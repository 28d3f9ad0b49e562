//! Tiny 5x7 bitmap font for captioning mock screenshots.
//! Lowercase letters render as uppercase; unknown characters render as '?'.

use image::{Rgb, RgbImage};

pub const GLYPH_WIDTH: u32 = 5;
const GLYPH_HEIGHT: usize = 7;
const ADVANCE: u32 = GLYPH_WIDTH + 1;

fn glyph(c: char) -> [u8; GLYPH_HEIGHT] {
    match c.to_ascii_uppercase() {
        'A' => [0x0E, 0x11, 0x11, 0x1F, 0x11, 0x11, 0x11],
        'B' => [0x1E, 0x11, 0x11, 0x1E, 0x11, 0x11, 0x1E],
        'C' => [0x0E, 0x11, 0x10, 0x10, 0x10, 0x11, 0x0E],
        'D' => [0x1E, 0x11, 0x11, 0x11, 0x11, 0x11, 0x1E],
        'E' => [0x1F, 0x10, 0x10, 0x1E, 0x10, 0x10, 0x1F],
        'F' => [0x1F, 0x10, 0x10, 0x1E, 0x10, 0x10, 0x10],
        'G' => [0x0E, 0x11, 0x10, 0x17, 0x11, 0x11, 0x0F],
        'H' => [0x11, 0x11, 0x11, 0x1F, 0x11, 0x11, 0x11],
        'I' => [0x0E, 0x04, 0x04, 0x04, 0x04, 0x04, 0x0E],
        'J' => [0x07, 0x02, 0x02, 0x02, 0x02, 0x12, 0x0C],
        'K' => [0x11, 0x12, 0x14, 0x18, 0x14, 0x12, 0x11],
        'L' => [0x10, 0x10, 0x10, 0x10, 0x10, 0x10, 0x1F],
        'M' => [0x11, 0x1B, 0x15, 0x15, 0x11, 0x11, 0x11],
        'N' => [0x11, 0x11, 0x19, 0x15, 0x13, 0x11, 0x11],
        'O' => [0x0E, 0x11, 0x11, 0x11, 0x11, 0x11, 0x0E],
        'P' => [0x1E, 0x11, 0x11, 0x1E, 0x10, 0x10, 0x10],
        'Q' => [0x0E, 0x11, 0x11, 0x11, 0x15, 0x12, 0x0D],
        'R' => [0x1E, 0x11, 0x11, 0x1E, 0x14, 0x12, 0x11],
        'S' => [0x0F, 0x10, 0x10, 0x0E, 0x01, 0x01, 0x1E],
        'T' => [0x1F, 0x04, 0x04, 0x04, 0x04, 0x04, 0x04],
        'U' => [0x11, 0x11, 0x11, 0x11, 0x11, 0x11, 0x0E],
        'V' => [0x11, 0x11, 0x11, 0x11, 0x11, 0x0A, 0x04],
        'W' => [0x11, 0x11, 0x11, 0x15, 0x15, 0x15, 0x0A],
        'X' => [0x11, 0x11, 0x0A, 0x04, 0x0A, 0x11, 0x11],
        'Y' => [0x11, 0x11, 0x11, 0x0A, 0x04, 0x04, 0x04],
        'Z' => [0x1F, 0x01, 0x02, 0x04, 0x08, 0x10, 0x1F],
        '0' => [0x0E, 0x11, 0x13, 0x15, 0x19, 0x11, 0x0E],
        '1' => [0x04, 0x0C, 0x04, 0x04, 0x04, 0x04, 0x0E],
        '2' => [0x0E, 0x11, 0x01, 0x02, 0x04, 0x08, 0x1F],
        '3' => [0x1F, 0x02, 0x04, 0x02, 0x01, 0x11, 0x0E],
        '4' => [0x02, 0x06, 0x0A, 0x12, 0x1F, 0x02, 0x02],
        '5' => [0x1F, 0x10, 0x1E, 0x01, 0x01, 0x11, 0x0E],
        '6' => [0x06, 0x08, 0x10, 0x1E, 0x11, 0x11, 0x0E],
        '7' => [0x1F, 0x01, 0x02, 0x04, 0x08, 0x08, 0x08],
        '8' => [0x0E, 0x11, 0x11, 0x0E, 0x11, 0x11, 0x0E],
        '9' => [0x0E, 0x11, 0x11, 0x0F, 0x01, 0x02, 0x0C],
        ' ' => [0; 7],
        ':' => [0x00, 0x0C, 0x0C, 0x00, 0x0C, 0x0C, 0x00],
        '.' => [0x00, 0x00, 0x00, 0x00, 0x00, 0x0C, 0x0C],
        ',' => [0x00, 0x00, 0x00, 0x00, 0x0C, 0x04, 0x08],
        '/' => [0x00, 0x01, 0x02, 0x04, 0x08, 0x10, 0x00],
        '-' => [0x00, 0x00, 0x00, 0x1F, 0x00, 0x00, 0x00],
        '_' => [0x00, 0x00, 0x00, 0x00, 0x00, 0x00, 0x1F],
        '(' => [0x02, 0x04, 0x08, 0x08, 0x08, 0x04, 0x02],
        ')' => [0x08, 0x04, 0x02, 0x02, 0x02, 0x04, 0x08],
        '\'' => [0x0C, 0x04, 0x08, 0x00, 0x00, 0x00, 0x00],
        '"' => [0x0A, 0x0A, 0x0A, 0x00, 0x00, 0x00, 0x00],
        '#' => [0x0A, 0x0A, 0x1F, 0x0A, 0x1F, 0x0A, 0x0A],
        '!' => [0x04, 0x04, 0x04, 0x04, 0x04, 0x00, 0x04],
        '=' => [0x00, 0x00, 0x1F, 0x00, 0x1F, 0x00, 0x00],
        '+' => [0x00, 0x04, 0x04, 0x1F, 0x04, 0x04, 0x00],
        '@' => [0x0E, 0x11, 0x01, 0x0D, 0x15, 0x15, 0x0E],
        '&' => [0x0C, 0x12, 0x14, 0x08, 0x15, 0x12, 0x0D],
        '%' => [0x18, 0x19, 0x02, 0x04, 0x08, 0x13, 0x03],
        '$' => [0x04, 0x0F, 0x14, 0x0E, 0x05, 0x1E, 0x04],
        '|' => [0x04, 0x04, 0x04, 0x04, 0x04, 0x04, 0x04],
        _ => [0x0E, 0x11, 0x01, 0x02, 0x04, 0x00, 0x04],
    }
}

/// Width in pixels of `text` drawn at `scale`.
pub fn text_width(text: &str, scale: u32) -> u32 {
    let chars = u32::try_from(text.chars().count()).unwrap_or(u32::MAX);
    chars.saturating_mul(ADVANCE * scale)
}

/// Draw `text` with its top-left corner at (x, y). Pixels past the image edge are clipped.
pub fn draw_text(img: &mut RgbImage, x: u32, y: u32, text: &str, scale: u32, color: Rgb<u8>) {
    let scale = scale.max(1);
    let (width, height) = img.dimensions();
    let mut cursor = x;

    for c in text.chars() {
        if cursor >= width {
            break;
        }
        for (row, bits) in glyph(c).iter().enumerate() {
            for col in 0..GLYPH_WIDTH {
                if bits & (0x10 >> col) == 0 {
                    continue;
                }
                let px = cursor + col * scale;
                let py = y + u32::try_from(row).unwrap_or(0) * scale;
                for dy in 0..scale {
                    for dx in 0..scale {
                        if px + dx < width && py + dy < height {
                            img.put_pixel(px + dx, py + dy, color);
                        }
                    }
                }
            }
        }
        cursor += ADVANCE * scale;
    }
}

/// Fill an axis-aligned rectangle, clipped to the image.
pub fn fill_rect(img: &mut RgbImage, x: u32, y: u32, w: u32, h: u32, color: Rgb<u8>) {
    let (width, height) = img.dimensions();
    for py in y..(y + h).min(height) {
        for px in x..(x + w).min(width) {
            img.put_pixel(px, py, color);
        }
    }
}

/// Draw a rectangle outline of the given thickness.
pub fn stroke_rect(img: &mut RgbImage, x: u32, y: u32, w: u32, h: u32, thickness: u32, color: Rgb<u8>) {
    fill_rect(img, x, y, w, thickness, color);
    fill_rect(img, x, (y + h).saturating_sub(thickness), w, thickness, color);
    fill_rect(img, x, y, thickness, h, color);
    fill_rect(img, (x + w).saturating_sub(thickness), y, thickness, h, color);
}

#[cfg(test)]
mod tests {
    use super::*;

    #[test]
    fn test_text_marks_pixels_within_bounds() {
        let mut img = RgbImage::new(40, 10);
        draw_text(&mut img, 0, 0, "Hi", 1, Rgb([255, 0, 0]));
        let lit = img.pixels().filter(|p| p.0 == [255, 0, 0]).count();
        assert!(lit > 0);
        assert_eq!(text_width("Hi", 2), 24);
    }

    #[test]
    fn test_drawing_clips_at_edges() {
        let mut img = RgbImage::new(8, 8);
        draw_text(&mut img, 6, 6, "WWW", 3, Rgb([1, 2, 3]));
        fill_rect(&mut img, 4, 4, 100, 100, Rgb([9, 9, 9]));
        assert_eq!(img.get_pixel(7, 7).0, [9, 9, 9]);
    }

    #[test]
    fn test_lowercase_matches_uppercase() {
        assert_eq!(glyph('a'), glyph('A'));
        assert_eq!(glyph('~'), glyph('?'));
    }
}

==*==

*Work order*. Print exactly the lines above, between the one holding "cursor += ADVANCE * scale;" and the one holding "fill_rect(img, x, y, w, thickness, color);", inclusive, and nothing besides.

*Response to this exercise*.
        cursor += ADVANCE * scale;
    }
}

/// Fill an axis-aligned rectangle, clipped to the image.
pub fn fill_rect(img: &mut RgbImage, x: u32, y: u32, w: u32, h: u32, color: Rgb<u8>) {
    let (width, height) = img.dimensions();
    for py in y..(y + h).min(height) {
        for px in x..(x + w).min(width) {
            img.put_pixel(px, py, color);
        }
    }
}

/// Draw a rectangle outline of the given thickness.
pub fn stroke_rect(img: &mut RgbImage, x: u32, y: u32, w: u32, h: u32, thickness: u32, color: Rgb<u8>) {
    fill_rect(img, x, y, w, thickness, color);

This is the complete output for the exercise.